Clear governance and discipline
Companies that have absorbed numerous acquisitions understand the value of clear governance and rigorous programme management discipline. Viewed by first-timers as classroom theory and “nice to have”, clearly laid-out rules defining the roles and responsibilities of each function involved in the integration programme, right up to the Steering Board itself, are indeed an essential condition to enable fast issue resolution. Any lack of clarity in this area will result in decisions being overturned, issues remaining unresolved and being systematically referred to the top of the company, loss of time and consequently and escalation of costs, generally leading to a failed integration.
Similarly, the number of “moving pieces” involved in a post-M&A integration call for rigorous programme management to ensure the close tracking of resources, costs, constraints and deliverables, and to maximise effectiveness in resolving issues, managing risks and coordinating activities such as stakeholder management and communications. In most cases, this will be a task for a seasoned programme manager but all too often companies entrust this crucially important responsibility to a junior individual as a “development role”. This is a very dangerous gamble as a failed integration can have serious or even disastrous consequences for the business.
Leadership of change
Let us not attempt to rewrite here the entire libraries that have been written on the role of leadership in driving effective and sustainable change in organisations. In terms of the three components I deem as indispensable to avoid failure, contrary to “Speed” and “Governance” which can be learnt and applied, “Leadership” is a form of art, in that it requires both “skill” and “talent”. The skill element relates to the models of behaviour and theories on leadership which are well documented and can be learnt. However, the “talent” aspect is dependent on the individual’s personality, character, self-assurance, clarity of thinking, edge in taking decisions, and ability to communicate effectively both verbally and in body language.

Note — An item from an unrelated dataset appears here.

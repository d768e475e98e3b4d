pub mod manager;
pub mod model;

pub use manager::ModuleManager;
pub use model::Module;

This is quite a long list of personal attributes. Chances are that the people who will be leading the business through its post M&A integration might not possess all of these qualities. In the absence of those hypothetical perfect leaders, what really matters in practice is to decide how one will compensate some of those managers’ leadership shortcomings. No two situations are identical, but the remedy is likely to be a combination of pairing up managers during communication briefings, providing the leaders with a coach or sounding board to provide them with ongoing feedback to improve their awareness and improve their impact, and helping these managers adapt their daily routine and living habits to build the mental strength and resilience they will need to cope with the prolonged pressure and stress under which they will be working during the integration journey.
Defining and agreeing the support and mechanisms which will allow the senior managers to be effective leaders throughout the integration is something that needs to take place well ahead of “Day One”, to ensure that everything kicks off to a positive start.